**Requirement**
Restate all the data exactly, so that each line is the same as before.

**Data supplied**
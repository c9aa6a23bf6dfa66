//! Unified error types for chain analysis and rewriting.

use thiserror::Error;

/// All errors that can occur while loading, analyzing, or rewriting sources.
#[derive(Error, Debug)]
pub enum ChainError {
    /// I/O error (file read/write, directory access)
    #[error("I/O error: {0}")]
    Io(#[from] std::io::Error),

    /// JSON (de)serialization error (config file, reports)
    #[error("JSON error: {0}")]
    Json(#[from] serde_json::Error),

    /// The Java grammar could not be loaded into the parser
    #[error("Failed to load Java grammar: {0}")]
    Language(#[from] tree_sitter::LanguageError),

    /// tree-sitter returned no tree for the given source
    #[error("Failed to parse Java source: {0}")]
    Parse(String),

    /// Invalid regex pattern
    #[error("Invalid regex pattern '{pattern}': {source}")]
    InvalidRegex {
        pattern: String,
        #[source]
        source: regex::Error,
    },

    /// No call chain at the requested location
    #[error("No method call chain found at {0}")]
    NoChain(String),

    /// The requested conversion is not available for the selection
    #[error("Conversion unavailable: {0}")]
    Unavailable(#[from] Rejection),

    /// The document changed between planning and applying a rewrite
    #[error("Document changed since the rewrite was planned (expected revision {expected:016x}, found {found:016x})")]
    StaleDocument { expected: u64, found: u64 },

    /// Two planned edits touch the same bytes
    #[error("Overlapping edits at byte {first} and byte {second}")]
    OverlappingEdits { first: usize, second: usize },

    /// A planned edit does not fit the document
    #[error("Edit {start}..{end} is outside the document (length {len})")]
    EditOutOfBounds { start: usize, end: usize, len: usize },

    /// A conversion pipeline stopped before rewriting
    #[error("Conversion {state}: {reason}")]
    ConversionStopped { state: String, reason: String },

    /// The convention check found calls in the forbidden dialect
    #[error("{0} convention violation(s) found")]
    ConventionViolations(usize),

    /// A mock settings call or attribute with no counterpart on the other side
    #[error("Mock setting '{0}' cannot be translated")]
    UnsupportedSetting(String),

    /// Invalid configuration file content
    #[error("Invalid configuration in {path}: {message}")]
    InvalidConfig { path: String, message: String },

    /// Mutually exclusive flags or other argument validation error
    #[error("{0}")]
    InvalidArgs(String),
}

/// Why a classification, validation or eligibility check turned a request down.
///
/// Produced only in the read-only phase; never leaves a document half-edited.
#[derive(Error, Debug, Clone, PartialEq, Eq)]
pub enum Rejection {
    #[error("the selection does not contain a recognized stubbing or verification chain")]
    NotClassified,

    #[error("the selection is empty")]
    EmptySelection,

    #[error("{approach} chain is not well-formed: {reason}")]
    Invalid { approach: String, reason: String },

    #[error("selected chains use different approaches ({first} and {other})")]
    MixedApproaches { first: String, other: String },

    #[error("'{method}' has no counterpart in {target}")]
    UnsupportedSetter { method: String, target: String },

    #[error("{target} is not allowed by the enforced convention")]
    TargetNotAllowed { target: String },

    #[error("{target} is not a conversion target of {source_approach}")]
    NotATarget { source_approach: String, target: String },

    #[error("selected chains use different InOrder objects")]
    MixedInOrder,

    #[error("cannot resolve the mocked class of '{0}'")]
    UnresolvedMockedStatic(String),

    #[error("throw arguments of '{0}' cannot be converted")]
    ArgumentsNotConvertible(String),

    #[error("no consecutive calls to merge")]
    NothingToMerge,

    #[error("the selection is not a convertible Mockito.mock() or Mockito.spy() call")]
    NoMockCreation,

    #[error("the selection is not a field annotated with exactly one of @Mock and @Spy")]
    NoMockField,

    #[error("no method '{0}' in the class declaring the field")]
    NoTargetMethod(String),

    #[error("the class already declares a field named '{0}'")]
    FieldNameTaken(String),
}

**Exercise answer**
repository c9aa6a23bf6dfa66
//! Unified error types for chain analysis and rewriting.

use thiserror::Error;

/// All errors that can occur while loading, analyzing, or rewriting sources.
#[derive(Error, Debug)]
pub enum ChainError {
    /// I/O error (file read/write, directory access)
    #[error("I/O error: {0}")]
    Io(#[from] std::io::Error),

    /// JSON (de)serialization error (config file, reports)
    #[error("JSON error: {0}")]
    Json(#[from] serde_json::Error),

    /// The Java grammar could not be loaded into the parser
    #[error("Failed to load Java grammar: {0}")]
    Language(#[from] tree_sitter::LanguageError),

    /// tree-sitter returned no tree for the given source
    #[error("Failed to parse Java source: {0}")]
    Parse(String),

    /// Invalid regex pattern
    #[error("Invalid regex pattern '{pattern}': {source}")]
    InvalidRegex {
        pattern: String,
        #[source]
        source: regex::Error,
    },

    /// No call chain at the requested location
    #[error("No method call chain found at {0}")]
    NoChain(String),

    /// The requested conversion is not available for the selection
    #[error("Conversion unavailable: {0}")]
    Unavailable(#[from] Rejection),

    /// The document changed between planning and applying a rewrite
    #[error("Document changed since the rewrite was planned (expected revision {expected:016x}, found {found:016x})")]
    StaleDocument { expected: u64, found: u64 },

    /// Two planned edits touch the same bytes
    #[error("Overlapping edits at byte {first} and byte {second}")]
    OverlappingEdits { first: usize, second: usize },

    /// A planned edit does not fit the document
    #[error("Edit {start}..{end} is outside the document (length {len})")]
    EditOutOfBounds { start: usize, end: usize, len: usize },

    /// A conversion pipeline stopped before rewriting
    #[error("Conversion {state}: {reason}")]
    ConversionStopped { state: String, reason: String },

    /// The convention check found calls in the forbidden dialect
    #[error("{0} convention violation(s) found")]
    ConventionViolations(usize),

    /// A mock settings call or attribute with no counterpart on the other side
    #[error("Mock setting '{0}' cannot be translated")]
    UnsupportedSetting(String),

    /// Invalid configuration file content
    #[error("Invalid configuration in {path}: {message}")]
    InvalidConfig { path: String, message: String },

    /// Mutually exclusive flags or other argument validation error
    #[error("{0}")]
    InvalidArgs(String),
}

/// Why a classification, validation or eligibility check turned a request down.
///
/// Produced only in the read-only phase; never leaves a document half-edited.
#[derive(Error, Debug, Clone, PartialEq, Eq)]
pub enum Rejection {
    #[error("the selection does not contain a recognized stubbing or verification chain")]
    NotClassified,

    #[error("the selection is empty")]
    EmptySelection,

    #[error("{approach} chain is not well-formed: {reason}")]
    Invalid { approach: String, reason: String },

    #[error("selected chains use different approaches ({first} and {other})")]
    MixedApproaches { first: String, other: String },

    #[error("'{method}' has no counterpart in {target}")]
    UnsupportedSetter { method: String, target: String },

    #[error("{target} is not allowed by the enforced convention")]
    TargetNotAllowed { target: String },

    #[error("{target} is not a conversion target of {source_approach}")]
    NotATarget { source_approach: String, target: String },

    #[error("selected chains use different InOrder objects")]
    MixedInOrder,

    #[error("cannot resolve the mocked class of '{0}'")]
    UnresolvedMockedStatic(String),

    #[error("throw arguments of '{0}' cannot be converted")]
    ArgumentsNotConvertible(String),

    #[error("no consecutive calls to merge")]
    NothingToMerge,

    #[error("the selection is not a convertible Mockito.mock() or Mockito.spy() call")]
    NoMockCreation,

    #[error("the selection is not a field annotated with exactly one of @Mock and @Spy")]
    NoMockField,

    #[error("no method '{0}' in the class declaring the field")]
    NoTargetMethod(String),

    #[error("the class already declares a field named '{0}'")]
    FieldNameTaken(String),
}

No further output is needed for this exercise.